TASK TO CARRY OUT:
On every line of the listing, check for "balance"; copy the lines that have it.

======

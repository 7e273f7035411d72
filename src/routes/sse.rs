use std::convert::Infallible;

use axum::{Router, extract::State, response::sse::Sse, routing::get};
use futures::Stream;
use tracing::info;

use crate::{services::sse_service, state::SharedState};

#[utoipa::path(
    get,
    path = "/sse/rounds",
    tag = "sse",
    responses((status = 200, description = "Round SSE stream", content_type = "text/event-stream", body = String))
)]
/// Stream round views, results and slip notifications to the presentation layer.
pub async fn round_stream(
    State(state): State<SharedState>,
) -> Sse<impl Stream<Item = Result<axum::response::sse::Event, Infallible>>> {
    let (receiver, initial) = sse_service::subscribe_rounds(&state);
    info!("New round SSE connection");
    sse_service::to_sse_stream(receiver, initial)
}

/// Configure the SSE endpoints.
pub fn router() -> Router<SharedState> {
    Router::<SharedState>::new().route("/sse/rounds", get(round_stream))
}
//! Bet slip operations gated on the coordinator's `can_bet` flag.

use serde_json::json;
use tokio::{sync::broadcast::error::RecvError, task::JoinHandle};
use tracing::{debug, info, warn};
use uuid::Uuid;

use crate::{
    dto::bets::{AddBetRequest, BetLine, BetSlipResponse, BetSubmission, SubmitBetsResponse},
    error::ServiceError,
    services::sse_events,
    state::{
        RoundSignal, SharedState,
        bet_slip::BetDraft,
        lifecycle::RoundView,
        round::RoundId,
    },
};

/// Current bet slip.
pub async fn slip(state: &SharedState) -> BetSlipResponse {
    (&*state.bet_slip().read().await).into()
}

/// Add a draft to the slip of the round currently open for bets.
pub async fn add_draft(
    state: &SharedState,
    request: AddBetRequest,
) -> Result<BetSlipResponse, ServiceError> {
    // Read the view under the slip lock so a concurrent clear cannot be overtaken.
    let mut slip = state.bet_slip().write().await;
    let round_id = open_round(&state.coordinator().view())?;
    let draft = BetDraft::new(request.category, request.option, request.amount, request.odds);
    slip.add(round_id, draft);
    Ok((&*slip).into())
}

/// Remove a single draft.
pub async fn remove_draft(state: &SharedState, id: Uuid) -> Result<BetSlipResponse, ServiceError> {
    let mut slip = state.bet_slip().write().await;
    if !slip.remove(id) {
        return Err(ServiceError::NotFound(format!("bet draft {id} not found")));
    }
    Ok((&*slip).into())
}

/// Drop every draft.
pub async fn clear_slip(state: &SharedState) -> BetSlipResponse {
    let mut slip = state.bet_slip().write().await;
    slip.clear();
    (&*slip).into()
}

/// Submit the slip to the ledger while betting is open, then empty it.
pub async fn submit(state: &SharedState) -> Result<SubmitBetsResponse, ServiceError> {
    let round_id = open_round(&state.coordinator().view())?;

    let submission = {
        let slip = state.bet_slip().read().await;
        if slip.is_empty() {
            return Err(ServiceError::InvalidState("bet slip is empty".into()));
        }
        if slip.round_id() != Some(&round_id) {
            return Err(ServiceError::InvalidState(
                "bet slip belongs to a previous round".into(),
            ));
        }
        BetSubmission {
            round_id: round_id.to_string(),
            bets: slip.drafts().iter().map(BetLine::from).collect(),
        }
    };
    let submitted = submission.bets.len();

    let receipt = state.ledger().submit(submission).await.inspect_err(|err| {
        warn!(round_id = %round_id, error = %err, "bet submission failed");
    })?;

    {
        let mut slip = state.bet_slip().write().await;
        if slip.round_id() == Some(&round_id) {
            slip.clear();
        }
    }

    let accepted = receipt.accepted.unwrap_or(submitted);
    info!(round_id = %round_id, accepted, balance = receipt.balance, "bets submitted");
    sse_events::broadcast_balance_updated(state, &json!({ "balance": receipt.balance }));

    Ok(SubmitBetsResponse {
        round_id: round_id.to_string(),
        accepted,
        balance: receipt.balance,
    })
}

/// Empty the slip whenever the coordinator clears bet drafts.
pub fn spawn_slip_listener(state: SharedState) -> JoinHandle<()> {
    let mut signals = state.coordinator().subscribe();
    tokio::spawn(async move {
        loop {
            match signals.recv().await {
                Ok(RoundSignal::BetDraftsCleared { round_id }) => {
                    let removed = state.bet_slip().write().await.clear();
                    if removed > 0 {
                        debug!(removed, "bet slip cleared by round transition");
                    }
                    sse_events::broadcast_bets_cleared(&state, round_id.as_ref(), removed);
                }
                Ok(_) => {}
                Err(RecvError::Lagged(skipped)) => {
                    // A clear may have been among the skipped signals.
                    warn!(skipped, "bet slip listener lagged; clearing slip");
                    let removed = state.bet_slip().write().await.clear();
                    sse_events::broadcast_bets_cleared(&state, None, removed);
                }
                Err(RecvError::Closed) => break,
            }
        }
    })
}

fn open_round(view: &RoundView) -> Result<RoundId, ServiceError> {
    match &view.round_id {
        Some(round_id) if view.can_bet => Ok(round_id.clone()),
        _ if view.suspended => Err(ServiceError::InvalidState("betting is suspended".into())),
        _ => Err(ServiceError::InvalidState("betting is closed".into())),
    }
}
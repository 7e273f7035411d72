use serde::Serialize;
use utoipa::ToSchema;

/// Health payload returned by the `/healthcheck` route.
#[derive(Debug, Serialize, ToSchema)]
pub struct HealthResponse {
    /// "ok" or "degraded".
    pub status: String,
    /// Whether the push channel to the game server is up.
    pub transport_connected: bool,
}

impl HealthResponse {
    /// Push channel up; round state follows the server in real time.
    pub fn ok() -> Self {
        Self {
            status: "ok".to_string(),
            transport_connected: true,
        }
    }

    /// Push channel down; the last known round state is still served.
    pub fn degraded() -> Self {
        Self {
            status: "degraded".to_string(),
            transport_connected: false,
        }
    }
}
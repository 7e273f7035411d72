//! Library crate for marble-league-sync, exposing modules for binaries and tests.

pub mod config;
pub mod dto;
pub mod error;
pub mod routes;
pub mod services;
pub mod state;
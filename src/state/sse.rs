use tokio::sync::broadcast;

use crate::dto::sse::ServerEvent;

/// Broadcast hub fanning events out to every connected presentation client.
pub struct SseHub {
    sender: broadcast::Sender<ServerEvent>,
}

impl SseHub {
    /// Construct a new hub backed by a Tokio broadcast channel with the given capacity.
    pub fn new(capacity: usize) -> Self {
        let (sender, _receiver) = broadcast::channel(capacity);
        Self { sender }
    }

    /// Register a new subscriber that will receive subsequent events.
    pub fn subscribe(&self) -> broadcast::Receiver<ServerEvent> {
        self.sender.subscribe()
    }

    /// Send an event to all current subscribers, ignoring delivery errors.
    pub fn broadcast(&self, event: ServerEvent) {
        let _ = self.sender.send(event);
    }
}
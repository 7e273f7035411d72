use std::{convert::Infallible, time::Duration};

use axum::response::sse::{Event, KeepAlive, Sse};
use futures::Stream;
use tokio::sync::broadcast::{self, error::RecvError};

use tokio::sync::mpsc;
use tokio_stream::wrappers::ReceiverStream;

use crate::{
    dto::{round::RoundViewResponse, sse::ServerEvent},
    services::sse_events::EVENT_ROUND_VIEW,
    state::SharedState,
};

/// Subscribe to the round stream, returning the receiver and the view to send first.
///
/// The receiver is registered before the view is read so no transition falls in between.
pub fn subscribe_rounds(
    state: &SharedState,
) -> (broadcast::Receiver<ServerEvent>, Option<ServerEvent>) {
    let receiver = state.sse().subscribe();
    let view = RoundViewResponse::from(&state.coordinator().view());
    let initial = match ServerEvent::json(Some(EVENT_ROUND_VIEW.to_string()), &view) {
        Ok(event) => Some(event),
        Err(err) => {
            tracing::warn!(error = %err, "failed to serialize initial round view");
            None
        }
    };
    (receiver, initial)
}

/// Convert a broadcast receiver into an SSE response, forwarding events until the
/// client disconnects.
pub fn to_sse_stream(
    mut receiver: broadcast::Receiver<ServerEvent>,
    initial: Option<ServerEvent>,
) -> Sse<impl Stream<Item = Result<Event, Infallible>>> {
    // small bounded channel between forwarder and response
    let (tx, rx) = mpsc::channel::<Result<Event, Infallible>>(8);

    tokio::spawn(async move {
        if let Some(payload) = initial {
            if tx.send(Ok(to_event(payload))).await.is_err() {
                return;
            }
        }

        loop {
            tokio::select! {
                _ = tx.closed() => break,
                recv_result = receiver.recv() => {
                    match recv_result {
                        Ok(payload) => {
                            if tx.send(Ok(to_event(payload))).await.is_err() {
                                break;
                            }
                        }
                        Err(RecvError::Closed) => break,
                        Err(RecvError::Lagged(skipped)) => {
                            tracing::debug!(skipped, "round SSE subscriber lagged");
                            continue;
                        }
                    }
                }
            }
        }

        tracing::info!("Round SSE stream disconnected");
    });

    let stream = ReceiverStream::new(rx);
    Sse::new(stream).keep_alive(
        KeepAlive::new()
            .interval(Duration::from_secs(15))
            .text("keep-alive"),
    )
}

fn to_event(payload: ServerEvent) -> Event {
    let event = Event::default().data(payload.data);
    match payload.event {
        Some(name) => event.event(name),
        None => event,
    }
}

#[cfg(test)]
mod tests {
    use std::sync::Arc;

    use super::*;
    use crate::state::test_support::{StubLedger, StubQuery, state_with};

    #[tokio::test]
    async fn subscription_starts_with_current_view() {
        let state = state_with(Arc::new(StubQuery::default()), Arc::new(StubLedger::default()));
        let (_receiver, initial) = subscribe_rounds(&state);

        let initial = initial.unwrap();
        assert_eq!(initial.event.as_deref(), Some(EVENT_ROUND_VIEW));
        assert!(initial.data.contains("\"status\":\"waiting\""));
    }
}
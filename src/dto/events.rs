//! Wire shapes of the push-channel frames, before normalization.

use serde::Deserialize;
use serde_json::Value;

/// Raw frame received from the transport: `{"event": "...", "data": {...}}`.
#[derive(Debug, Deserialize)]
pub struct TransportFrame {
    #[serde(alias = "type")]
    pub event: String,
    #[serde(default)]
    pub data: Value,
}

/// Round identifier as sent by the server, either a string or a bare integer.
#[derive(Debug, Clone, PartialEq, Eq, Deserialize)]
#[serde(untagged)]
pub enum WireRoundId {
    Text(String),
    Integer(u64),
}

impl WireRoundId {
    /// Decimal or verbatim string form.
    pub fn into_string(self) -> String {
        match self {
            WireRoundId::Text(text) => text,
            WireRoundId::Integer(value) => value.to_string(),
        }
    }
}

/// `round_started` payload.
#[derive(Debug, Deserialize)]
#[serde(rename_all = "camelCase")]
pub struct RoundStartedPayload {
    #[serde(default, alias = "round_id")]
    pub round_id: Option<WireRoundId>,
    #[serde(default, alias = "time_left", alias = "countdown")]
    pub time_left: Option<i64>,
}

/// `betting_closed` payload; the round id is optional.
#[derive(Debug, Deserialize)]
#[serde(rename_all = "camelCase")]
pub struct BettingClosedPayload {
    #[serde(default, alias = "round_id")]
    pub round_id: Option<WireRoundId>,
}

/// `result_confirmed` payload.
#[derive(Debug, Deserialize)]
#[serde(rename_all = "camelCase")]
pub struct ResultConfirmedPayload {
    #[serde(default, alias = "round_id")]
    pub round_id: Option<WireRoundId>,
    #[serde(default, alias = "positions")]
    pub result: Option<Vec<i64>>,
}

======

SOLUTION TO THE PROBLEM:
    info!(round_id = %round_id, accepted, balance = receipt.balance, "bets submitted");
    sse_events::broadcast_balance_updated(state, &json!({ "balance": receipt.balance }));
        balance: receipt.balance,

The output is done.